* [Task to carry out]: Once every line below with "opponent" has been counted, state the total and nothing else.

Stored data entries
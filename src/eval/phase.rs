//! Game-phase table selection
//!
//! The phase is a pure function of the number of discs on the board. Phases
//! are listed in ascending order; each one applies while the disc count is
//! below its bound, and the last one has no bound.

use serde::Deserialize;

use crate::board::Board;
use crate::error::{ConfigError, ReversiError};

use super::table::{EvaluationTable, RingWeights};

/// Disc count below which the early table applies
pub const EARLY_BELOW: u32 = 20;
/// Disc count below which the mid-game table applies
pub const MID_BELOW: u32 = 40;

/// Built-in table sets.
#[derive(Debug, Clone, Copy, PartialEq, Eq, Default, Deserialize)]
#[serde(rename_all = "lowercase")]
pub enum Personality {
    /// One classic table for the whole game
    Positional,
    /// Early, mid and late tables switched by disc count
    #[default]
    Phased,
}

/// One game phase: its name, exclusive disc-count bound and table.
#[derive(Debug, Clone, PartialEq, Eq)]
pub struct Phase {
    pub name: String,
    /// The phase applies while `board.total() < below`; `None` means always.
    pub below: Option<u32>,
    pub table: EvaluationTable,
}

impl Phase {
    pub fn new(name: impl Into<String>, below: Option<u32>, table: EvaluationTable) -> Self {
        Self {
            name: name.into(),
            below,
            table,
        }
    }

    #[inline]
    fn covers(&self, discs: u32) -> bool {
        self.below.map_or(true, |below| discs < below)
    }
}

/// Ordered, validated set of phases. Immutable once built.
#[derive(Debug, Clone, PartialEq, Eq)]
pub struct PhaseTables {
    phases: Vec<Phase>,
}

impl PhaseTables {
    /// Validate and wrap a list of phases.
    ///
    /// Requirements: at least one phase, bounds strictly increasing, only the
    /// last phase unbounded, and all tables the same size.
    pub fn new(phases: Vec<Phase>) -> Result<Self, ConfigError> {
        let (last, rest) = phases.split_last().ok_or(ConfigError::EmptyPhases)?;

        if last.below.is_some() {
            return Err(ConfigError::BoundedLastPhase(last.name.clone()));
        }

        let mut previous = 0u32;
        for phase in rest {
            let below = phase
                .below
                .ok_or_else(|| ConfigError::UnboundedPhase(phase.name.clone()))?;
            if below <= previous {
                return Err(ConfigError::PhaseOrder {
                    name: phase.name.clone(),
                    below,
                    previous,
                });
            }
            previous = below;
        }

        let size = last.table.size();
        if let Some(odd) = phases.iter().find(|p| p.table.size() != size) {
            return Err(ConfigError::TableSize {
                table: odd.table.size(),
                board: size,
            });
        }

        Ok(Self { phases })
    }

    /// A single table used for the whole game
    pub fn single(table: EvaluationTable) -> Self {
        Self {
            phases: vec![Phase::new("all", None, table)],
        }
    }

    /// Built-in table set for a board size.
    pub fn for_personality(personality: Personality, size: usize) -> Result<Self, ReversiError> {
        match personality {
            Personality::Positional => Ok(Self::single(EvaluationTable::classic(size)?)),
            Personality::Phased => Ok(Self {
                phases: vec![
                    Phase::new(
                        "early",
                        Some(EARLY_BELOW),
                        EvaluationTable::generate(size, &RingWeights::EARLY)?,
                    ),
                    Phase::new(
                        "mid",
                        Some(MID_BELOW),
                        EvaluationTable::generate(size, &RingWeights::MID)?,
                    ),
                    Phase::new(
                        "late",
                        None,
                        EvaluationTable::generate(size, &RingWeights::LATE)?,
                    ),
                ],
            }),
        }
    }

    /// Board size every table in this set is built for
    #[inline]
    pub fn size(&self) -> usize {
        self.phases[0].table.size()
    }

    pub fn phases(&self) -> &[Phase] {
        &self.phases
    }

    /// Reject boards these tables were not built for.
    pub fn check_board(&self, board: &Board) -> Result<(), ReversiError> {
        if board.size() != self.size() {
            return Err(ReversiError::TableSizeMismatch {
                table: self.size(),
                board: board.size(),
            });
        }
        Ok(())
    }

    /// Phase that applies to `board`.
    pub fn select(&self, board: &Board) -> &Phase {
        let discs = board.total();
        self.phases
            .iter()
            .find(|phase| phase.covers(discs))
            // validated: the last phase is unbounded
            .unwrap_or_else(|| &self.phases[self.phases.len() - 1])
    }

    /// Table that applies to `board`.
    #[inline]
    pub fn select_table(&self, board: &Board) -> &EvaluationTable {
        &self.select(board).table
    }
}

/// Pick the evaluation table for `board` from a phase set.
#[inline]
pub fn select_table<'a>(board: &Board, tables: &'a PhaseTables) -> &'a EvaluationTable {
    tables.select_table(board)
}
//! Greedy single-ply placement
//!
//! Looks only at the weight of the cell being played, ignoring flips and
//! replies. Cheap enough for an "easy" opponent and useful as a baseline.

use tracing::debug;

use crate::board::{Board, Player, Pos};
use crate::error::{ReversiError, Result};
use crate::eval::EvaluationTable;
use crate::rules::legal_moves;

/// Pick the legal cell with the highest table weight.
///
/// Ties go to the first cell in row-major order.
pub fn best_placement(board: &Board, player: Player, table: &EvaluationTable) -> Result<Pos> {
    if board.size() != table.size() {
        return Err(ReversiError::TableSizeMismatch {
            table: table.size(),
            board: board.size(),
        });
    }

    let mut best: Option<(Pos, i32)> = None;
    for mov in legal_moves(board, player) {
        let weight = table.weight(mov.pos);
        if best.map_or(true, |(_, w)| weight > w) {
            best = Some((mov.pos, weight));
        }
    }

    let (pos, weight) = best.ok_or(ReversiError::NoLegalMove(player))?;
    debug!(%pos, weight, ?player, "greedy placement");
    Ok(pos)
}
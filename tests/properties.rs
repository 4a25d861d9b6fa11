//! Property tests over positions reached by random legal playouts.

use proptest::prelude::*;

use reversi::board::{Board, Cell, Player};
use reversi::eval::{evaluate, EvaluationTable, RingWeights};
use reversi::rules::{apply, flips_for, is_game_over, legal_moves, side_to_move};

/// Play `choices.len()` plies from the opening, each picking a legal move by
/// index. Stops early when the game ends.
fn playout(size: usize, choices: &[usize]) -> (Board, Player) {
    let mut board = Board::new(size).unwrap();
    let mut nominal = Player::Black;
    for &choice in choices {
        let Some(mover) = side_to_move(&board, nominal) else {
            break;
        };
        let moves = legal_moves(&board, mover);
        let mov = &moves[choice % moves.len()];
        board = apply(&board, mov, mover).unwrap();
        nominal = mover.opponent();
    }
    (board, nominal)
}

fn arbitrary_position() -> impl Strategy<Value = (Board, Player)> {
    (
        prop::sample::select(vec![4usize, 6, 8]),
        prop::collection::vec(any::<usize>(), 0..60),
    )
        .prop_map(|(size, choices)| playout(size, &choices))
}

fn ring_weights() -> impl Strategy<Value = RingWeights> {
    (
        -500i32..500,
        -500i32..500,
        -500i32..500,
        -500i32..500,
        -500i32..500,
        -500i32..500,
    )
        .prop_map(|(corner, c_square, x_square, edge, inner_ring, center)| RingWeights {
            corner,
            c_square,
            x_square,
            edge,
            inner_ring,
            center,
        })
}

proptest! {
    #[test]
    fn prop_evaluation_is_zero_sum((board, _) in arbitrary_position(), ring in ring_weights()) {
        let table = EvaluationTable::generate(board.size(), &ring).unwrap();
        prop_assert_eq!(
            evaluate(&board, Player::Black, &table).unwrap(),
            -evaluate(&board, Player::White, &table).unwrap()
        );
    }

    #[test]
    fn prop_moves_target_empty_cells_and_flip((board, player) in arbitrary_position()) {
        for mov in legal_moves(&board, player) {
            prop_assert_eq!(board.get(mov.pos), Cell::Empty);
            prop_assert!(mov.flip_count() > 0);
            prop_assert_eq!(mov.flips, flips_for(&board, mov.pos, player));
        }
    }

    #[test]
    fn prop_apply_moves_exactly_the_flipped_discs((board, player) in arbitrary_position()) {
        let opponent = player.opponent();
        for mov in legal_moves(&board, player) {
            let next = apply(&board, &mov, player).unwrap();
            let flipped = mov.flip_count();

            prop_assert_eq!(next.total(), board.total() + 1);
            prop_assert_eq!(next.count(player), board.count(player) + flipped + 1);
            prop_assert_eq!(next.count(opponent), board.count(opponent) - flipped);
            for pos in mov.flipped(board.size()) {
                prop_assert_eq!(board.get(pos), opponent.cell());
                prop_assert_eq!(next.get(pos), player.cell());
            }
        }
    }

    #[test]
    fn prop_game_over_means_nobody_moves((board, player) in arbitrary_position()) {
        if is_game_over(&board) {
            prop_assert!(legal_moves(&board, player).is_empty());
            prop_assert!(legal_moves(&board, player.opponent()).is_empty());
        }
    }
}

* [Your response]: 6